By Vita Forest
Have you read Margaret Wild’s Fox? It is a searing tale of friendship, jealousy, temptation, grief and loss. Did I mention it’s a children’s picture book?
My class has been examining it closely. Noticing the similes, the use of present tense, the metaphors, the personification, the colours used by the illustrator Ron Brooks, the layout of the pages and the unusual scratchy lettering.
This week, after a boring old handwriting lesson (“check your pencil grip, stay on the lines, sit up straight, trace slowly and carefully, form your letters in just the right way”) we changed gear to explore how Ron Brooks’ lettering contributed to the story.
He experimented and took some time to get it just right. Brooks ended up writing the text by hand and using his left hand (he is right handed), hacking out the words, tracing some of the letters over and over, writing them down and then up the sides of pages, on diagonals, in capitals (screaming). In short, breaking all the handwriting rules.
We looked at the book again and focused on the writing, looking not at what it said but how it said it. The kids had a play on little whiteboards, swapping their usual writing hands, using capitals where they should have used lowercase, reversing their letters, looking away when they wrote, turning their boards upside down, writing over and over in the same space. Then they chose a piece of coloured paper, a handful of oil pastels and went away to make their marks as one of the three characters – half-blind, trusting Dog, griefing, wary Magpie or sly, jealous, lonely Fox. The stipulation – they could only write the name of their character, nothing more, nothing less.
Miss Sadie, rather cheeky and daring, stared me in the face and screwed up her paper into a ball. I stared back at her and said, “Yes! If you are Fox, that might be just what you would do.” (They have witnessed one of their classmates do this same action on a rather regular basis when he is distressed and in the midst of a meltdown). Suddenly, there was scrunching, there was ripping, there was smudging, there was scraping. Some of them wrote their character’s name just once, others repeated the lines over and over and over again.
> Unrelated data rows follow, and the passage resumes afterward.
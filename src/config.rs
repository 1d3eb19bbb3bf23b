use derivative::Derivative;
use serde::{Deserialize, Serialize};

/// Points awarded per transition. Reversing a move takes them back.
#[derive(Derivative, Debug, Clone, Copy, PartialEq, Eq, Serialize, Deserialize)]
#[derivative(Default)]
#[serde(default)]
pub struct Scoring {
    #[derivative(Default(value = "10"))]
    pub waste_to_foundation: i32,
    /// Also awarded for tableau to tableau moves.
    #[derivative(Default(value = "5"))]
    pub waste_to_tableau: i32,
    /// Also deducted when a card comes back down from the foundation.
    #[derivative(Default(value = "15"))]
    pub tableau_to_foundation: i32,
}

#[derive(Derivative, Debug, Clone, PartialEq, Eq, Serialize, Deserialize)]
#[derivative(Default)]
#[serde(default)]
pub struct Config {
    #[derivative(Default(value = "7"))]
    pub tableau_piles: usize,
    /// Fixed shuffle seed; `None` draws from the thread RNG.
    pub seed: Option<u64>,
    pub scoring: Scoring,
}

impl Config {
    pub fn from_json(json: &str) -> serde_json::Result<Self> {
        serde_json::from_str(json)
    }
}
Another happy accident occurred when I handed out some black mounting paper that I had cut in half to what I thought was a good size to frame their work. It turned out it was too small. “Stick it on an angle,” I advised. And the artworks looked better than they would have with a neat black border.
The next day, we sat in a circle and held up the artworks for others to see. The students went around the circle and explained what they did, how they did it and why. Amongst the “I did it coz that’s what I felt like” there were some gems. Kelly left space around Magpie’s name because she was left all alone. Sharni wrote Dog’s name without looking at the paper because Dog was blind and Lana ripped away a piece of Fox’s signature because his heart was broken in two.